CCL2 release by airway smooth muscle is increased in asthma and promotes fibrocyte migration

Asthma is characterized by variable airflow obstruction, airway inflammation, airway hyper-responsiveness and airway remodeling. Airway smooth muscle hyperplasia is a feature of airway remodeling and contributes to bronchial wall thickening. We sought to investigate the expression levels of chemokines in primary cultures of airway smooth muscle cells from asthmatics and healthy controls and to assess whether differentially expressed chemokines a)promote fibrocyte migration and b)are increased in blood from subjects with asthma and in sputum samples from those asthmatics with bronchial wall thickening. Chemokines released by healthy and asthmatic primary airway smooth muscle were measured by MesoScale Discovery platform and the chemokine most highly expressed was confirmed by ELISA. Expression of its cognate chemokine receptor by fibrocytes was examined by immunofluorescence and flow cytometry. The role of this chemokine in fibrocyte migration towards airway smooth muscle was investigated by chemotaxis assays. CCL2 levels were elevated in primary airway smooth muscle supernatants from asthmatics compared to healthy controls (1880±329 versus 947±203 pg/106 cells,p=0.02).
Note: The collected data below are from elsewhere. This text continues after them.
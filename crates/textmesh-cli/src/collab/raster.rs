//! Subprocess client for the MSDF rasterizer tool
//!
//! Two invocations per glyph. The first asks for metrics and parses the
//! em-normalized ink bounds from a `bounds = x0, y0, x1, y1` line; the
//! second renders the multi-channel distance field into a fixed-size
//! binary tile that is read back from a temp file. Arguments are built
//! as a typed list, never as a shell string.
//!
//! Geometry matches the tile the tool is asked for: the glyph is
//! translated half an em into the tile and scaled to 64 pixels per em,
//! so the em origin sits 32 pixels in. Bounds are floored/ceiled to
//! whole pixels and grown by the atlas padding margin on every side.

use std::path::{Path, PathBuf};
use std::process::Command;

use log::debug;

use textmesh_core::atlas::{GlyphBitmap, GLYPH_PADDING};
use textmesh_core::error::{CollabError, Result};
use textmesh_core::traits::RasterClient;
use textmesh_core::types::{FaceInfo, GlyphIndex};

/// Side of the square tile the tool renders into, in pixels.
pub const GLYPH_TILE_SIZE: u32 = 128;

/// Distance-field range passed to the tool, in pixels.
const MSDF_PX_RANGE: u32 = 2;

/// Pixels per em at the scale the tool is asked to render.
const EM_SCALE: f32 = 64.0;

/// Where the em origin lands inside the tile (half an em at 64 px/em).
const TILE_ORIGIN: i32 = 32;

pub struct MsdfTool {
    tool: PathBuf,
}

impl MsdfTool {
    pub fn new(tool: impl Into<PathBuf>) -> Self {
        Self { tool: tool.into() }
    }

    fn metrics(&self, face: &FaceInfo, glyph_arg: &str) -> Result<(f32, f32, f32, f32)> {
        let output = Command::new(&self.tool)
            .arg("metrics")
            .arg("-font")
            .arg(&face.path)
            .arg(glyph_arg)
            .arg("-emnormalize")
            .output()
            .map_err(|err| CollabError::Raster(format!("{}: {err}", self.tool.display())))?;
        if !output.status.success() {
            return Err(CollabError::Raster(format!(
                "metrics for {}#{glyph_arg} exited with {}",
                face.key, output.status
            ))
            .into());
        }
        parse_bounds(&String::from_utf8_lossy(&output.stdout))
    }

    fn render_tile(&self, face: &FaceInfo, glyph_arg: &str, out_path: &Path) -> Result<Vec<u8>> {
        let tile = GLYPH_TILE_SIZE.to_string();
        let px_range = MSDF_PX_RANGE.to_string();
        let status = Command::new(&self.tool)
            .arg("mtsdf")
            .arg("-font")
            .arg(&face.path)
            .arg(glyph_arg)
            .args(["-pxrange", px_range.as_str()])
            .arg("-emnormalize")
            .args(["-translate", "0.5", "0.5"])
            .args(["-scale", "64"])
            .args(["-dimensions", tile.as_str(), tile.as_str()])
            .args(["-format", "bin"])
            .arg("-o")
            .arg(out_path)
            .status()
            .map_err(|err| CollabError::Raster(format!("{}: {err}", self.tool.display())))?;
        if !status.success() {
            return Err(CollabError::Raster(format!(
                "render for {}#{glyph_arg} exited with {status}",
                face.key
            ))
            .into());
        }

        let tile = std::fs::read(out_path)
            .map_err(|err| CollabError::Raster(format!("reading rendered tile: {err}")))?;
        let _ = std::fs::remove_file(out_path);

        let expected = (GLYPH_TILE_SIZE * GLYPH_TILE_SIZE * 4) as usize;
        if tile.len() != expected {
            return Err(CollabError::Raster(format!(
                "tile for {}#{glyph_arg} is {} bytes, expected {expected}",
                face.key,
                tile.len()
            ))
            .into());
        }
        Ok(tile)
    }
}

impl RasterClient for MsdfTool {
    fn name(&self) -> &'static str {
        "msdf-tool"
    }

    fn rasterize(&self, face: &FaceInfo, glyph: GlyphIndex) -> Result<GlyphBitmap> {
        let glyph_arg = format!("g{glyph}");
        debug!("msdf {}#{glyph}", face.key);

        let (bx0, by0, bx1, by1) = self.metrics(face, &glyph_arg)?;
        let x0 = (EM_SCALE * bx0).floor() as i32;
        let y0 = (EM_SCALE * by0).floor() as i32;
        let x1 = (EM_SCALE * bx1).ceil() as i32;
        let y1 = (EM_SCALE * by1).ceil() as i32;

        let out_path = std::env::temp_dir().join(format!(
            "textmesh-glyph-{}-{glyph}.bin",
            std::process::id()
        ));
        let tile = self.render_tile(face, &glyph_arg, &out_path)?;

        let pad = GLYPH_PADDING as i32;
        Ok(GlyphBitmap {
            tile,
            tile_size: GLYPH_TILE_SIZE,
            x0: TILE_ORIGIN + x0 - pad,
            y0: TILE_ORIGIN + y0 - pad,
            x1: TILE_ORIGIN + x1 + pad,
            y1: TILE_ORIGIN + y1 + pad,
        })
    }
}

fn parse_bounds(text: &str) -> Result<(f32, f32, f32, f32)> {
    for line in text.lines() {
        let Some(rest) = line.trim_start().strip_prefix("bounds") else {
            continue;
        };
        let Some(values) = rest.trim_start().strip_prefix('=') else {
            continue;
        };
        let parsed: std::result::Result<Vec<f32>, _> =
            values.split(',').map(|v| v.trim().parse()).collect();
        if let Ok(nums) = parsed {
            if let [x0, y0, x1, y1] = nums[..] {
                return Ok((x0, y0, x1, y1));
            }
        }
        return Err(
            CollabError::Raster(format!("unparseable bounds line: '{}'", line.trim())).into(),
        );
    }
    Err(CollabError::Raster("metrics output has no bounds line".into()).into())
}

#[cfg(test)]
mod tests {
    use super::*;

    #[test]
    fn parses_a_bounds_line() {
        let text = "advance = 0.5\nbounds = -0.01, -0.2, 0.55, 0.72\n";
        assert_eq!(parse_bounds(text).unwrap(), (-0.01, -0.2, 0.55, 0.72));
    }

    #[test]
    fn missing_bounds_is_a_raster_failure() {
        assert!(parse_bounds("advance = 0.5\n").is_err());
    }

    #[test]
    fn malformed_bounds_is_a_raster_failure() {
        assert!(parse_bounds("bounds = 1, 2, three, 4\n").is_err());
        assert!(parse_bounds("bounds = 1, 2\n").is_err());
    }
}
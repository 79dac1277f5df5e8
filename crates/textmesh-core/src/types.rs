//! The data structures that flow between compiler stages
//!
//! Everything here is built once per run from the immutable input tables
//! and discarded at process exit. Stages hand these types forward by
//! value; nothing is shared mutably across stage boundaries.

use std::collections::HashMap;
use std::path::PathBuf;

use crate::hash::djb2;

/// Face-specific glyph index, as reported by the shaping tool.
pub type GlyphIndex = u32;

/// One named entry of the style table.
///
/// The first declared style is the document default: markup outside any
/// style scope renders with it.
#[derive(Debug, Clone, PartialEq)]
pub struct Style {
    pub name: String,
    pub face: String,
    pub point_size: u32,
    pub line_height: f32,
}

/// One row of the strings table: a key plus one text blob per language.
#[derive(Debug, Clone, PartialEq)]
pub struct LocalizedString {
    pub key: String,
    pub target_width: u32,
    pub target_height: u32,
    /// One entry per language column, in header order.
    pub texts: Vec<String>,
}

impl LocalizedString {
    /// Width zero marks shared/referenced-only text: parsed and hashed,
    /// never shaped or serialized.
    pub fn in_scope(&self) -> bool {
        self.target_width > 0
    }
}

/// The parsed content model: style catalog, string table, language set.
#[derive(Debug, Clone, Default)]
pub struct ContentModel {
    pub styles: Vec<Style>,
    pub strings: Vec<LocalizedString>,
    /// Language keys from the strings table header; their order defines
    /// the language index used by every [`LocalizedString::texts`].
    pub languages: Vec<String>,
    /// Rolling hash over the raw bytes of both input tables.
    pub source_hash: u32,
}

impl ContentModel {
    pub fn language_index(&self, key: &str) -> Option<usize> {
        self.languages.iter().position(|lang| lang == key)
    }

    pub fn style_index(&self, name: &str) -> Option<usize> {
        self.styles.iter().position(|style| style.name == name)
    }
}

/// Half-open range of the plain-text buffer rendered with one style.
///
/// The runs of a page tile `[0, text.len())` exactly: no overlaps, no
/// gaps. `style` indexes [`ContentModel::styles`].
#[derive(Debug, Clone, Copy, PartialEq, Eq)]
pub struct StyleRun {
    pub start: u32,
    pub end: u32,
    pub style: usize,
}

/// An author-placed annotation range, passed through to the runtime.
///
/// Before shaping, `start`/`end` are byte offsets into the page's plain
/// text buffer. The pipeline remaps them to glyph-array indices once the
/// shaping tool has reported which offsets produced glyphs.
#[derive(Debug, Clone, PartialEq, Eq)]
pub struct UserTag {
    pub label: String,
    pub start: u32,
    pub end: u32,
}

/// One page of markup-expanded output, before shaping.
#[derive(Debug, Clone, Default, PartialEq)]
pub struct MarkupPage {
    /// Plain text with all tags stripped.
    pub text: String,
    pub runs: Vec<StyleRun>,
    pub tags: Vec<UserTag>,
}

/// The dedup key for glyphs: face name and glyph index, compared exactly.
#[derive(Debug, Clone, PartialEq, Eq, Hash)]
pub struct GlyphRef {
    pub face: String,
    pub glyph: GlyphIndex,
}

/// Stable 64-bit glyph identity: `djb2(face) << 32 | glyph`.
///
/// Once shaping has run, face names are no longer carried alongside every
/// glyph occurrence; this key is how later stages join occurrences back
/// to unique glyphs.
#[derive(Debug, Clone, Copy, PartialEq, Eq, Hash, PartialOrd, Ord)]
pub struct GlyphKey(pub u64);

impl GlyphKey {
    pub fn new(face: &str, glyph: GlyphIndex) -> Self {
        Self((u64::from(djb2(face.as_bytes())) << 32) | u64::from(glyph))
    }
}

/// Ink-extent rectangle in page-local coordinates, min corner inclusive.
#[derive(Debug, Clone, Copy, Default, PartialEq)]
pub struct Quad {
    pub x0: f32,
    pub y0: f32,
    pub x1: f32,
    pub y1: f32,
}

/// One glyph occurrence as reported by the shaping tool.
#[derive(Debug, Clone, PartialEq)]
pub struct ShapedGlyph {
    /// Byte offset into the page text that produced this glyph.
    pub source_offset: u32,
    pub face: String,
    pub glyph: GlyphIndex,
    pub quad: Quad,
}

/// One glyph occurrence after registry interning.
#[derive(Debug, Clone, Copy, PartialEq)]
pub struct TypesetGlyph {
    pub source_offset: u32,
    pub key: GlyphKey,
    pub quad: Quad,
}

/// A fully typeset page: positioned glyphs plus remapped annotations.
///
/// Tag offsets here are glyph-array indices, not text offsets.
#[derive(Debug, Clone, Default)]
pub struct TypesetPage {
    pub glyphs: Vec<TypesetGlyph>,
    pub tags: Vec<UserTag>,
}

/// All pages of one in-scope string, ready to serialize.
#[derive(Debug, Clone)]
pub struct CompiledString {
    pub key: String,
    pub width: u32,
    pub height: u32,
    pub pages: Vec<TypesetPage>,
}

/// Normalized UV rectangle of one unique glyph inside the atlas, after
/// the padding margin has been trimmed back off.
#[derive(Debug, Clone, Copy, Default, PartialEq)]
pub struct UvRect {
    pub u0: f32,
    pub v0: f32,
    pub u1: f32,
    pub v1: f32,
}

/// The packed atlas: one square RGBA image.
#[derive(Debug, Clone)]
pub struct AtlasImage {
    pub size: u32,
    /// `size * size * 4` bytes, row-major RGBA.
    pub pixels: Vec<u8>,
}

/// Everything a full rebuild produces.
///
/// `uvs` is indexed in sorted-registry order; `uv_index` joins a
/// [`GlyphKey`] to that order. `atlas` is `None` when the glyph-set cache
/// hit let the compiler reuse the previously packed image.
#[derive(Debug, Clone, Default)]
pub struct CompiledDocument {
    pub strings: Vec<CompiledString>,
    pub uvs: Vec<UvRect>,
    pub uv_index: HashMap<GlyphKey, usize>,
    pub atlas: Option<AtlasImage>,
}

/// One face known to the font catalog.
#[derive(Debug, Clone, PartialEq, Eq)]
pub struct FaceInfo {
    /// Stable face key: the font file's stem. Style tables and shaping
    /// output both speak in these keys.
    pub key: String,
    /// Display family name parsed from the font file.
    pub family: String,
    pub path: PathBuf,
}
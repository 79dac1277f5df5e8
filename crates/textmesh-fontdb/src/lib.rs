//! Font catalog over a directory of font files
//!
//! The compiler's view of fonts is deliberately thin: a face key (the
//! font file's stem, which is what style tables and the raster tool
//! both speak), a display family name, and the file path. The `fontdb`
//! crate does the actual discovery and header parsing; this crate just
//! flattens its database into that three-field view and implements the
//! [`FontCatalog`] contract on top.

use std::path::Path;

use log::{debug, info};

use textmesh_core::error::{Result, TextmeshError};
use textmesh_core::traits::FontCatalog;
use textmesh_core::types::FaceInfo;

#[derive(Debug)]
pub struct DirectoryCatalog {
    faces: Vec<FaceInfo>,
}

impl DirectoryCatalog {
    /// Scan `dir` for font files.
    ///
    /// Faces are keyed by file stem; a collection file contributing
    /// several faces keeps only its first, since one key can only name
    /// one face. The catalog is sorted by key so its order never
    /// depends on directory iteration order.
    pub fn scan(dir: &Path) -> Result<Self> {
        if !dir.is_dir() {
            return Err(TextmeshError::MissingResource(format!(
                "font directory {} does not exist",
                dir.display()
            )));
        }

        let mut db = fontdb::Database::new();
        db.load_fonts_dir(dir);

        let mut faces: Vec<FaceInfo> = Vec::new();
        for face in db.faces() {
            let path = match &face.source {
                fontdb::Source::File(path) => path.clone(),
                fontdb::Source::SharedFile(path, _) => path.clone(),
                fontdb::Source::Binary(_) => continue,
            };
            let Some(stem) = path.file_stem() else {
                continue;
            };
            let key = stem.to_string_lossy().into_owned();
            if faces.iter().any(|known| known.key == key) {
                debug!("face key '{key}' already taken; skipping extra face");
                continue;
            }
            let family = face
                .families
                .first()
                .map(|(name, _)| name.clone())
                .unwrap_or_else(|| key.clone());
            faces.push(FaceInfo { key, family, path });
        }

        faces.sort_by(|a, b| a.key.cmp(&b.key));
        info!("font catalog: {} face(s) from {}", faces.len(), dir.display());
        Ok(Self { faces })
    }
}

impl FontCatalog for DirectoryCatalog {
    fn faces(&self) -> &[FaceInfo] {
        &self.faces
    }

    fn by_key(&self, key: &str) -> Option<&FaceInfo> {
        self.faces.iter().find(|face| face.key == key)
    }

    fn by_family(&self, family: &str) -> Option<&FaceInfo> {
        self.faces.iter().find(|face| face.family == family)
    }
}

#[cfg(test)]
mod tests {
    use super::*;

    fn temp_dir(tag: &str) -> std::path::PathBuf {
        let nanos = std::time::SystemTime::now()
            .duration_since(std::time::UNIX_EPOCH)
            .unwrap()
            .as_nanos();
        let dir = std::env::temp_dir().join(format!("textmesh_fontdb_{tag}_{nanos}"));
        std::fs::create_dir_all(&dir).unwrap();
        dir
    }

    #[test]
    fn missing_directory_is_a_missing_resource() {
        let err = DirectoryCatalog::scan(Path::new("/nonexistent/fonts")).unwrap_err();
        assert!(matches!(err, TextmeshError::MissingResource(_)));
    }

    #[test]
    fn empty_directory_yields_an_empty_catalog() {
        let dir = temp_dir("empty");
        let catalog = DirectoryCatalog::scan(&dir).unwrap();
        assert!(catalog.faces().is_empty());
        assert!(catalog.by_key("SomeFace").is_none());
        assert!(catalog.by_family("Some Family").is_none());
        let _ = std::fs::remove_dir_all(&dir);
    }

    #[test]
    fn non_font_files_are_ignored() {
        let dir = temp_dir("junk");
        std::fs::write(dir.join("notes.txt"), "not a font").unwrap();
        let catalog = DirectoryCatalog::scan(&dir).unwrap();
        assert!(catalog.faces().is_empty());
        let _ = std::fs::remove_dir_all(&dir);
    }
}
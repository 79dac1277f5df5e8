//! Content model building: the compiler's first stage
//!
//! Reads the two input tables and produces the in-memory catalog the
//! rest of the pipeline works from. The raw bytes of both files are
//! hashed before any parsing, in file order, because that hash is the
//! outer cache gate: it must see exactly what is on disk.
//!
//! Table shapes:
//!
//! - styles: `name, fontFace, pointSize, lineHeight`, four fields per
//!   row, no header.
//! - strings: `key, width, height, <lang>, ...` with a mandatory header
//!   row whose language columns define the language index order.

use std::fs;
use std::path::Path;

use log::debug;

use textmesh_core::error::{Result, TextmeshError};
use textmesh_core::hash::ContentHash;
use textmesh_core::types::{ContentModel, LocalizedString, Style};

pub mod table;

/// Fields preceding the language columns in the strings table.
const STRINGS_PARAM_FIELDS: usize = 3;

/// Read and parse both tables from disk.
pub fn load(styles_path: &Path, strings_path: &Path) -> Result<ContentModel> {
    let styles_raw = read_table(styles_path)?;
    let strings_raw = read_table(strings_path)?;

    let mut hash = ContentHash::new();
    hash.write(styles_raw.as_bytes());
    hash.write(strings_raw.as_bytes());

    let mut model = parse_tables(&styles_raw, &strings_raw)?;
    model.source_hash = hash.finish();
    debug!(
        "content model: {} style(s), {} string(s), {} language(s), source hash {:08x}",
        model.styles.len(),
        model.strings.len(),
        model.languages.len(),
        model.source_hash
    );
    Ok(model)
}

fn read_table(path: &Path) -> Result<String> {
    let bytes = fs::read(path)
        .map_err(|err| TextmeshError::MissingResource(format!("{}: {err}", path.display())))?;
    String::from_utf8(bytes).map_err(|_| {
        TextmeshError::MalformedTable(format!("{} is not valid UTF-8", path.display()))
    })
}

/// Parse already-loaded table contents. `source_hash` is left at zero;
/// [`load`] fills it from the raw bytes.
pub fn parse_tables(styles: &str, strings: &str) -> Result<ContentModel> {
    let mut model = ContentModel::default();

    for row in table::parse_rows(styles)? {
        if row.len() != 4 {
            return Err(TextmeshError::MalformedTable(format!(
                "style row '{}' has {} fields, expected 4",
                row[0],
                row.len()
            )));
        }
        model.styles.push(Style {
            name: row[0].clone(),
            face: row[1].clone(),
            point_size: parse_u32(&row[2], "point size")?,
            line_height: parse_f32(&row[3], "line height")?,
        });
    }
    if model.styles.is_empty() {
        return Err(TextmeshError::MalformedTable(
            "style table declares no styles".into(),
        ));
    }

    let mut rows = table::parse_rows(strings)?.into_iter();
    let header = rows.next().ok_or_else(|| {
        TextmeshError::MalformedTable("strings table is missing its header row".into())
    })?;
    if header.len() <= STRINGS_PARAM_FIELDS {
        return Err(TextmeshError::MalformedTable(
            "strings table header declares no language columns".into(),
        ));
    }
    model.languages = header[STRINGS_PARAM_FIELDS..].to_vec();

    let expected = STRINGS_PARAM_FIELDS + model.languages.len();
    for row in rows {
        if row.len() != expected {
            return Err(TextmeshError::MalformedTable(format!(
                "string row '{}' has {} fields, expected {expected}",
                row[0],
                row.len()
            )));
        }
        model.strings.push(LocalizedString {
            key: row[0].clone(),
            target_width: parse_u32(&row[1], "width")?,
            target_height: parse_u32(&row[2], "height")?,
            texts: row[STRINGS_PARAM_FIELDS..].to_vec(),
        });
    }

    Ok(model)
}

/// Parse the leading digits of a field, the way the tables have always
/// been read: `100px` is 100, but a field with no digits at all is
/// malformed rather than silently zero.
fn parse_u32(field: &str, what: &str) -> Result<u32> {
    let trimmed = field.trim();
    let end = trimmed
        .find(|c: char| !c.is_ascii_digit())
        .unwrap_or(trimmed.len());
    trimmed[..end]
        .parse()
        .map_err(|_| TextmeshError::MalformedTable(format!("{what} '{field}' is not a number")))
}

fn parse_f32(field: &str, what: &str) -> Result<f32> {
    let trimmed = field.trim();
    let end = trimmed
        .char_indices()
        .find(|&(i, c)| !(c.is_ascii_digit() || c == '.' || ((c == '+' || c == '-') && i == 0)))
        .map(|(i, _)| i)
        .unwrap_or(trimmed.len());
    trimmed[..end]
        .parse()
        .map_err(|_| TextmeshError::MalformedTable(format!("{what} '{field}' is not a number")))
}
CCR2 was expressed on fibrocytes. Fibrocytes migrated towards recombinant CCL2 and airway smooth muscle supernatants. These effects were inhibited by CCL2 neutralisation. CCL2 levels were increased in blood from asthmatics compared to healthy controls (136±14 versus 78±11 pg/mL,p=0.002) and sputum CCL2 was elevated in asthmatics with bronchial wall thickening (p=0.008). Airway smooth muscle-derived CCL2 mediates fibrocyte migration and potentially contributes to the development of airway smooth muscle hyperplasia in asthma.